Real estate is the best/worst investment ever

By Morf Morford

Tacoma Daily Index

The 2020s have been a roller coaster in just about every area of life, perhaps none more than the real estate market.

As in every other area perhaps the old Vaudeville-era show biz saying holds true – “When you’re hot, you’re hot” and “When you’re not, you’re not.”

I don’t know about anyone else, but my social news feeds were packed with stories of Italian villas going for a single Euro and mid-west towns offering a free house and $10,000 bonuses to families/workers willing to live and work there.

I even saw offers of free housing in Hawaii for those who could negotiate the work from home angle.

Meanwhile, virtually every day I would get a text or call from someone offering to buy my house – for cash. And for a price about double of two years ago.

My daughter has a small house in Tacoma’s North End. Like most houses in the area, it has gone up in value about $100,000 a year for the past couple years.

Location, location, location

The well-known truism of the top three principles of real estate still hold; location, location, location, but at the risk of something like real estate heresy, I’d like to submit what I think is an even greater force on the real estate market – timing.

At one time or another, almost every property, at any location was considered to be of actual – or at least promising value.

Times change.

As do values and priorities.

And real estate markets.

Those Italian villas and mid-west bungalows were built with a need or a market in mind.

Location, for the most part, is the one non-negotiable of real estate. A building or site literally is where it is.

Neighbors and neighborhoods may change. But that may take years – or longer.

And may never happen.

But as Shakespeare put it, “Timing is all”.

As those Italian villas (and many an abandoned European castle) prove that, what was of value once, may not be of similar or even remotely comparable value not too many years later.

Times and tastes, and markets, change.

One financial advisor I heard many years ago had a very simple, if off-kilter approach to saving money; make friends with those with more money than sense.

Here are a few examples;

Many years ago I worked with a guy that came into work one day with a new car.

That car had a story.

He had stopped to help someone along the side of the freeway.

The car had stalled and wouldn’t start.

After a few choice words, the owner said “I’m fed up with this car! I’ll sell it to you for $50!”

My coworker gave the guy a ride home, paid him, changed the title, found a friend, jumped the car, took it home and had a mechanic look it over.

It needed a new battery.

He bought a relatively new and reliable car for $50!

There’s no place like home

About ten years ago I had a neighbor who was having a very bad year.

His wife had left him abruptly.

His 1920s era house had been giving him endless plumbing, electrical, roofing and structural problems.
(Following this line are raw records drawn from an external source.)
// src/core/gradebook.rs
use crate::core::codec;
use crate::core::demo::demo_subjects;
use crate::core::input::{InputError, check_name, check_percent};
use crate::core::summary::summarize;
use crate::models::{Assignment, AssignmentUpdate, Subject, SubjectSummary};
use anyhow::Result;
use tracing::debug;
use uuid::Uuid;

/// An immutable snapshot of the subject list.
///
/// Every operation returns a new snapshot and leaves `self` untouched, so
/// callers can keep the previous state around (for example to retain the
/// last valid value when an edit is rejected).
#[derive(Debug, Clone, Default, PartialEq)]
pub struct Gradebook {
    subjects: Vec<Subject>,
}

fn new_id() -> String {
    Uuid::new_v4().to_string()
}

impl Gradebook {
    #[inline]
    #[must_use]
    pub const fn new(subjects: Vec<Subject>) -> Self {
        Self { subjects }
    }

    #[inline]
    #[must_use]
    pub fn demo() -> Self {
        Self::new(demo_subjects())
    }

    #[inline]
    #[must_use]
    pub fn subjects(&self) -> &[Subject] {
        &self.subjects
    }

    #[inline]
    #[must_use]
    pub fn into_subjects(self) -> Vec<Subject> {
        self.subjects
    }

    #[inline]
    #[must_use]
    pub fn is_empty(&self) -> bool {
        self.subjects.is_empty()
    }

    #[inline]
    #[must_use]
    pub fn subject(&self, subject_id: &str) -> Option<&Subject> {
        self.subjects.iter().find(|s| s.id == subject_id)
    }

    #[must_use]
    pub fn summary(&self, subject_id: &str) -> Option<SubjectSummary> {
        self.subject(subject_id).map(summarize)
    }

    /// Summaries for every subject, in display order.
    #[must_use]
    pub fn summaries(&self) -> Vec<(&Subject, SubjectSummary)> {
        self.subjects.iter().map(|s| (s, summarize(s))).collect()
    }

    /// Share link for the current snapshot, `None` when it is empty.
    ///
    /// # Errors
    ///
    /// Returns an error if the subjects cannot be encoded.
    pub fn share_link(&self, base_url: &str) -> Result<Option<String>> {
        codec::share_link(base_url, &self.subjects)
    }

    /// Appends a subject with no assignments.
    ///
    /// # Errors
    ///
    /// Returns [`InputError::BlankName`] if `name` is blank.
    pub fn add_subject(&self, name: &str) -> Result<Self, InputError> {
        let name = check_name(name)?;
        let subject = Subject::new(new_id(), name, Vec::new());
        debug!(subject_id = %subject.id, "adding subject");

        let mut subjects = self.subjects.clone();
        subjects.push(subject);
        Ok(Self::new(subjects))
    }

    /// Removes a subject and its assignments. Unknown ids are ignored.
    #[must_use]
    pub fn remove_subject(&self, subject_id: &str) -> Self {
        debug!(subject_id, "removing subject");
        Self::new(
            self.subjects
                .iter()
                .filter(|s| s.id != subject_id)
                .cloned()
                .collect(),
        )
    }

    /// # Errors
    ///
    /// * [`InputError::BlankName`] if `name` is blank
    /// * [`InputError::UnknownSubject`] if no subject has `subject_id`
    pub fn rename_subject(&self, subject_id: &str, name: &str) -> Result<Self, InputError> {
        let name = check_name(name)?;
        self.map_subject(subject_id, |subject| {
            subject.name = name.to_owned();
            Ok(())
        })
    }

    /// Appends a new ungraded assignment named after its position.
    ///
    /// # Errors
    ///
    /// Returns [`InputError::UnknownSubject`] if no subject has `subject_id`.
    pub fn add_assignment(&self, subject_id: &str) -> Result<Self, InputError> {
        self.map_subject(subject_id, |subject| {
            let number = subject.assignments.len().saturating_add(1);
            let assignment = Assignment::new(new_id(), format!("Assignment {number}"), 0.0, None);
            debug!(subject_id = %subject.id, assignment_id = %assignment.id, "adding assignment");
            subject.assignments.push(assignment);
            Ok(())
        })
    }

    /// Removes an assignment. Unknown ids are ignored.
    #[must_use]
    pub fn remove_assignment(&self, subject_id: &str, assignment_id: &str) -> Self {
        debug!(subject_id, assignment_id, "removing assignment");
        let subjects = self
            .subjects
            .iter()
            .map(|subject| {
                if subject.id != subject_id {
                    return subject.clone();
                }
                let mut subject = subject.clone();
                subject.assignments.retain(|a| a.id != assignment_id);
                subject
            })
            .collect();
        Self::new(subjects)
    }

    /// Applies one edit to an assignment.
    ///
    /// # Errors
    ///
    /// * [`InputError::InvalidNumber`] or [`InputError::OutOfRange`] for a
    ///   weight or grade that is not a percentage
    /// * [`InputError::UnknownSubject`] / [`InputError::UnknownAssignment`]
    ///   if either id is missing
    pub fn update_assignment(
        &self,
        subject_id: &str,
        assignment_id: &str,
        update: AssignmentUpdate,
    ) -> Result<Self, InputError> {
        match &update {
            AssignmentUpdate::SetName(_) | AssignmentUpdate::SetGrade(None) => {}
            AssignmentUpdate::SetWeight(value) | AssignmentUpdate::SetGrade(Some(value)) => {
                check_percent(*value)?;
            }
        }

        self.map_subject(subject_id, |subject| {
            let assignment = subject
                .assignments
                .iter_mut()
                .find(|a| a.id == assignment_id)
                .ok_or_else(|| InputError::UnknownAssignment(assignment_id.to_owned()))?;

            debug!(subject_id, assignment_id, ?update, "updating assignment");
            match update {
                AssignmentUpdate::SetName(name) => assignment.name = name,
                AssignmentUpdate::SetWeight(weight) => assignment.weight = weight,
                AssignmentUpdate::SetGrade(grade) => assignment.grade = grade,
            }
            Ok(())
        })
    }

    /// Empty snapshot. Takes `self` so it chains like the other operations;
    /// the current contents play no part in the result.
    #[inline]
    #[must_use]
    pub fn clear(&self) -> Self {
        Self::default()
    }

    /// Snapshot holding the demo subjects, replacing whatever `self` holds.
    #[inline]
    #[must_use]
    pub fn load_demo(&self) -> Self {
        Self::demo()
    }

    fn map_subject<F>(&self, subject_id: &str, edit: F) -> Result<Self, InputError>
    where
        F: FnOnce(&mut Subject) -> Result<(), InputError>,
    {
        let mut subjects = self.subjects.clone();
        let subject = subjects
            .iter_mut()
            .find(|s| s.id == subject_id)
            .ok_or_else(|| InputError::UnknownSubject(subject_id.to_owned()))?;
        edit(subject)?;
        Ok(Self::new(subjects))
    }
}

impl From<Vec<Subject>> for Gradebook {
    fn from(subjects: Vec<Subject>) -> Self {
        Self::new(subjects)
    }
}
And then an earthquake hit that had separated the brick facing on his house from the structure – on every exterior wall.

The ever-growing fracture grew more visible, if not menacing, every day.

A few days after the earthquake I saw him in his driveway packing up his truck.

He was moving out.

He was not going to put his house on the market; he was just leaving it.

The house sat empty and abandoned for many years, bogged down in legal ownership issues, leaked when it rained, had the copper wiring and plumbing stripped out by thieves and had a series of owners who, like the one I knew, plowed money and time into it to no avail.

Finally, after too many years of neglect, a family bought it, has fixed it up and is living in it.

It is a very attractive house now, but the process of getting habitable, if not marketable, took years and many thousands of dollars.

And a few divorces.

Many of our grandest homes have histories not far from that.

Death, divorce, scandal, financial reversals; they are all part of the fabric of time that sweeps over any given piece of property.

Our dreams and visions of a life under that roof falter, wither, and sometimes collapse under the weight of burdens we could not have expected. Or prepared for.

Housing is the foundation of generating and keeping generational wealth.

Except when it isn’t.

I know too many people who have lost everything, from health to relationships to credit ratings over a housing investment that went the wrong direction.

In short, housing is far from a certain investment.

Home is where we find ourselves

According to the most recent data from the U.S. Census Bureau, the percentage of adults 25 and older living in their parents’ home across the country was 7.3% in 2019.

If you’ve been following rents and housing prices in Seattle, you won’t be surprised to hear that 5.2% of Seattle adults still live with their parents.

For whatever reason, adult men are more likely than women to live with their parents (8.6% of men compared to 6.1% of women), and this difference has widened over the last decade.

Housing experts predict this number (and the gender divide) to climb even higher as a result of COVID – and a multitude of foreseeable and unforeseeable consequences.

To no one’s surprise, economic and cultural differences impact how likely adults are to remain living with their parents.

States in the Midwest that are more affordable and have above-average marriage rates tend to have fewer adults still living with their parents. Examples include North Dakota, Nebraska, and Iowa.

In contrast, states with lower marriage rates that are either expensive—such as Hawaii, Rhode Island, and California—or have more limited job opportunities—such as Louisiana and Mississippi—generally report larger numbers of adults still living in their parents’ home.

In short, real estate is the best – or worst – investment you could ever make – but it all depends on location and timing.